Processing Data for Large Language Models

This article provides a data processing guide to help practitioners who are developing large language models (LLMs) to overcome some of its challenges.
Last Updated: Dec 21, 2022
Large language models (LLMs) are massively improving their performance — and complexity. This complexity brings real challenges, particularly because of the scale of LLMs.
In this article, we'll look at how to process data for LLM development to meet these challenges. Here's what we'll be covering:

Table of Contents



Let's get started.

Introduction to LLM Development

LLMs work so effectively, in part, because of their size: They're trained on immense datasets and thus have a broader understanding than smaller models trained on smaller datasets.
This data includes a broad range of themes, genres, languages, etc. but the driving concept is "the more data, the better." Recent datasets such as C4, The Pile, The Bigsicence Roots Corpus, and OpenWebText have helped increase the size of training datasets by gathering and cleaning enormous amounts of text from internet crawls for the purpose of pre-training LLMs.
But because it is so expensive to perform manual review and curation on massive datasets, many of these datasets have quality issues.
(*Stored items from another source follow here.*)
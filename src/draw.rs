// Window + software drawing utilities.
// Visual effects provided here:
// 1) A window that shows the droplet frame.
// 2) The weather icon that rides on top of the droplet.
// 3) A tiny 5x7 bitmap font to render HUD text.

use crate::error::Error;
use crate::types::FrameBuffer;
use minifb::{Key, KeyRepeat, MouseButton, MouseMode, Window, WindowOptions};

pub struct Drawer {
    window: Window, // the on-screen window you see
}

impl Drawer {
    /// Create a window of the requested size.
    /// Visual: a new empty window appears with your chosen title.
    pub fn new(title: &str, width: usize, height: usize) -> Result<Self, Error> {
        let mut window = Window::new(title, width, height, WindowOptions::default())
            .map_err(|e| Error::WindowInit(e.to_string()))?;
        window.set_target_fps(60);
        Ok(Self { window })
    }

    /// Push the pixels for this frame to the screen.
    pub fn present(&mut self, framebuffer: &FrameBuffer) -> Result<(), Error> {
        self.window
            .update_with_buffer(&framebuffer.pixels, framebuffer.width, framebuffer.height)
            .map_err(|e| Error::WindowUpdate(e.to_string()))?;
        Ok(())
    }

    /// Returns false when the user closes the window (so we can stop the loop).
    pub fn is_open(&self) -> bool {
        self.window.is_open()
    }

    pub fn esc_pressed(&self) -> bool {
        self.window.is_key_down(Key::Escape)
    }

    /// Mouse position in window pixels, or None while the pointer is outside.
    pub fn mouse_pos(&self) -> Option<(f32, f32)> {
        self.window.get_mouse_pos(MouseMode::Discard)
    }

    /// Visual: while true, the droplet follows the pointer.
    pub fn left_mouse_down(&self) -> bool {
        self.window.get_mouse_down(MouseButton::Left)
    }

    // droplet jumps straight home, no spring
    pub fn r_pressed_once(&self) -> bool {
        self.window.is_key_pressed(Key::R, KeyRepeat::No)
    }

    pub fn s_pressed_once(&self) -> bool { self.window.is_key_pressed(Key::S, KeyRepeat::No) }
}

/* ---------- Software drawing: pixels, icon, tiny bitmap font ---------- */

/// Put a pixel on the framebuffer if (x,y) is inside bounds.
#[inline]
fn put_pixel(fb: &mut FrameBuffer, x: i32, y: i32, color: u32) {
    if x < 0 || y < 0 {
        return;
    }
    let (x, y) = (x as usize, y as usize);
    if x >= fb.width || y >= fb.height {
        return;
    }
    let idx = y * fb.width + x;
    fb.pixels[idx] = color;
}

/// 16x16 "cloud, sun and rain" glyph. '#' = ink.
const WEATHER_ICON: [&str; 16] = [
    "................",
    ".........#......",
    ".....#...#...#..",
    "......#.###.#...",
    ".......#####....",
    "......#######...",
    "...##.#######...",
    "..####..#####...",
    ".######..###....",
    "################",
    "################",
    ".##############.",
    "................",
    "..#...#...#.....",
    ".#...#...#......",
    "#...#...#.......",
];

const ICON_SIZE: i32 = 16;

/// Draw the weather icon centered at (cx,cy), each glyph cell `scale`×`scale` pixels.
/// Visual: a small white cloud/sun/rain mark sits in the middle of the droplet.
pub fn draw_icon(fb: &mut FrameBuffer, cx: i32, cy: i32, scale: i32, color: u32) {
    let scale = scale.max(1);
    let half = ICON_SIZE.saturating_mul(scale) / 2;
    let (ox, oy) = (cx.saturating_sub(half), cy.saturating_sub(half));
    for (ry, row) in WEATHER_ICON.iter().enumerate() {
        for (rx, cell) in row.bytes().enumerate() {
            if cell != b'#' {
                continue;
            }
            let px = ox.saturating_add((rx as i32).saturating_mul(scale));
            let py = oy.saturating_add((ry as i32).saturating_mul(scale));
            for sy in 0..scale {
                for sx in 0..scale {
                    put_pixel(fb, px.saturating_add(sx), py.saturating_add(sy), color);
                }
            }
        }
    }
}

/* ---------- 5x7 bitmap font (ASCII subset the HUD needs) ---------- */

/// Rows for one HUD character: state words, "DIST"/"REGIONS"/"FPS", key hints and numbers.
/// Low 5 bits of each row byte, bit 4 on the left. Anything else draws as a gap.
fn glyph5x7(ch: char) -> Option<[u8; 7]> {
    // Helper macro to define a glyph quickly
    macro_rules! g { ($a:expr,$b:expr,$c:expr,$d:expr,$e:expr,$f:expr,$g:expr) => {
        Some([$a,$b,$c,$d,$e,$f,$g])
    }; }

    match ch {
        // Digits 0..9
        '0' => g!(0b01110,0b10001,0b10011,0b10101,0b11001,0b10001,0b01110),
        '1' => g!(0b00100,0b01100,0b00100,0b00100,0b00100,0b00100,0b01110),
        '2' => g!(0b01110,0b10001,0b00001,0b00010,0b00100,0b01000,0b11111),
        '3' => g!(0b11110,0b00001,0b00001,0b01110,0b00001,0b00001,0b11110),
        '4' => g!(0b00010,0b00110,0b01010,0b10010,0b11111,0b00010,0b00010),
        '5' => g!(0b11111,0b10000,0b11110,0b00001,0b00001,0b10001,0b01110),
        '6' => g!(0b00110,0b01000,0b10000,0b11110,0b10001,0b10001,0b01110),
        '7' => g!(0b11111,0b00001,0b00010,0b00100,0b01000,0b01000,0b01000),
        '8' => g!(0b01110,0b10001,0b10001,0b01110,0b10001,0b10001,0b01110),
        '9' => g!(0b01110,0b10001,0b10001,0b01111,0b00001,0b00010,0b01100),

        // Uppercase letters used by the HUD
        'A' => g!(0b01110,0b10001,0b10001,0b11111,0b10001,0b10001,0b10001),
        'C' => g!(0b01110,0b10001,0b10000,0b10000,0b10000,0b10001,0b01110),
        'D' => g!(0b11100,0b10010,0b10001,0b10001,0b10001,0b10010,0b11100),
        'E' => g!(0b11111,0b10000,0b10000,0b11110,0b10000,0b10000,0b11111),
        'F' => g!(0b11111,0b10000,0b10000,0b11110,0b10000,0b10000,0b10000),
        'G' => g!(0b01110,0b10001,0b10000,0b10111,0b10001,0b10001,0b01111),
        'I' => g!(0b01110,0b00100,0b00100,0b00100,0b00100,0b00100,0b01110),
        'L' => g!(0b10000,0b10000,0b10000,0b10000,0b10000,0b10000,0b11111),
        'N' => g!(0b10001,0b11001,0b10101,0b10011,0b10001,0b10001,0b10001),
        'O' => g!(0b01110,0b10001,0b10001,0b10001,0b10001,0b10001,0b01110),
        'P' => g!(0b11110,0b10001,0b10001,0b11110,0b10000,0b10000,0b10000),
        'R' => g!(0b11110,0b10001,0b10001,0b11110,0b10100,0b10010,0b10001),
        'S' => g!(0b01111,0b10000,0b10000,0b01110,0b00001,0b00001,0b11110),
        'T' => g!(0b11111,0b00100,0b00100,0b00100,0b00100,0b00100,0b00100),
        'U' => g!(0b10001,0b10001,0b10001,0b10001,0b10001,0b10001,0b01110),
        'V' => g!(0b10001,0b10001,0b10001,0b10001,0b10001,0b01010,0b00100),

        // Punctuation: space, vertical bar, colon, dot
        ' ' => g!(0b00000,0b00000,0b00000,0b00000,0b00000,0b00000,0b00000),
        '|' => g!(0b00100,0b00100,0b00100,0b00100,0b00100,0b00100,0b00100),
        ':' => g!(0b00000,0b00100,0b00000,0b00000,0b00100,0b00000,0b00000),
        '.' => g!(0b00000,0b00000,0b00000,0b00000,0b00000,0b00100,0b00000),

        _ => None,
    }
}

/// One HUD character; the black shadow keeps it readable over both yellow and white.
fn draw_char_5x7(fb: &mut FrameBuffer, x: i32, y: i32, ch: char, color: u32) {
    if let Some(rows) = glyph5x7(ch) {
        // Shadow pass: offset by (1,1) in black to improve readability
        for (ry, rowbits) in rows.iter().enumerate() {
            for rx in 0..5 {
                if (rowbits & (1 << (4 - rx))) != 0 {
                    put_pixel(fb, x + rx as i32 + 1, y + ry as i32 + 1, 0x00000000);
                }
            }
        }

        // Foreground pass: actual glyph in chosen color
        for (ry, rowbits) in rows.iter().enumerate() {
            for rx in 0..5 {
                if (rowbits & (1 << (4 - rx))) != 0 {
                    put_pixel(fb, x + rx as i32, y + ry as i32, color);
                }
            }
        }
    }
}

/// HUD line at (x,y): drag state, distance, region count and FPS, 6 px per character.
pub fn draw_text_5x7(fb: &mut FrameBuffer, mut x: i32, y: i32, text: &str, color: u32) {
    for ch in text.chars() {
        draw_char_5x7(fb, x, y, ch, color);
        x += 6; // 5 pixels glyph width + 1 pixel spacing
    }
}

#[cfg(test)]
mod tests {
    use super::*;

    #[test]
    fn icon_rows_are_square() {
        assert_eq!(WEATHER_ICON.len() as i32, ICON_SIZE);
        assert!(WEATHER_ICON.iter().all(|r| r.len() as i32 == ICON_SIZE));
    }

    #[test]
    fn icon_is_centered_and_clipped() {
        let mut fb = FrameBuffer::new(64, 64);
        draw_icon(&mut fb, 32, 32, 2, 0x00FF_FFFF);
        let inked = fb.pixels.iter().filter(|&&p| p == 0x00FF_FFFF).count();
        let cells: usize = WEATHER_ICON.iter().map(|r| r.bytes().filter(|&b| b == b'#').count()).sum();
        assert_eq!(inked, cells * 4);

        // half off-screen must not panic
        draw_icon(&mut fb, 0, 0, 3, 0x00FF_0000);
        draw_icon(&mut fb, -500, 900, 1, 0x00FF_0000);
        draw_icon(&mut fb, i32::MAX, i32::MIN, 2, 0x00FF_0000);
        draw_icon(&mut fb, i32::MIN, i32::MAX, 2, 0x00FF_0000);
    }

    #[test]
    fn hud_letters_all_have_glyphs() {
        for ch in "DRAG SPRING REST | DIST: 0123456789. REGIONS FPS S: SAVE R: RESET".chars() {
            assert!(glyph5x7(ch).is_some(), "missing glyph {ch:?}");
        }
    }
}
This has implications far beyond metrics like perplexity and validation loss, as learned models reflect the biases present in their training data.
Past that, quantitatively and qualitatively understanding these datasets is therefore a research challenge in its own right. As data is the fuel driving growth for these LLMs, it is crucial to understand and document the composition of the datasets used to train large language models. A fundamental challenge that remains is how to quantify the value of data in algorithmic predictions and decisions. What is and is not appropriate data to train on can therefore vary wildly with the application context. The best approach is to document–rather than eliminate–potentially concerning aspects of datasets.
In machine learning, the training data and the test (evaluation) data are similar or at least of the same type. But for large language models, the training data is just “raw text”. This presents a myriad of challenges when it comes to creating training/validation/test splits that do not overlap with benchmarking datasets.
With all that said, let's look at how to handle the massive datasets these models require for training!

Preprocessing Datasets

While the objective for training language models may vary in the context of their downstream applications, there are a few steps and processes practitioners can take to ensure that the data used to train LLMs is clean and robust. These include but are not limited to:
  • Handling junk data
  • De-duplication
  • Decontamination
  • Toxicity and Bias Control
  • Personal Identifiable Information Control
  • Prompt Control

Handling Junk Data

Despite their size, large-scale datasets still have uneven text representation with a large amount of gibberish and boilerplate text - (read HTML, Lorem ipsum).
Extracting text from websites for language modeling, especially for multilingual corpora, is highly nontrivial. However, it's important to remove such junk from the datasets before using it to train a model that is conditioned to predict the next token given all previous tokens.
Data cleansing mechanisms and tools like justext, trafilatura can be used to remove boilerplate HTML text while striking a balance between limiting noise (precision) and including all valid parts (recall).
Another very useful method for handling junk in web corpora includes filtering on the accompanying metadata. For instance, when creating the WebText Corpus to train GPT-2, researchers at OpenAI scraped all outbound links on reddit that received at least 3 karma (upvotes). Such heuristics help reduce the amount of noise in datasets while still ensuring that the data is of highly quality.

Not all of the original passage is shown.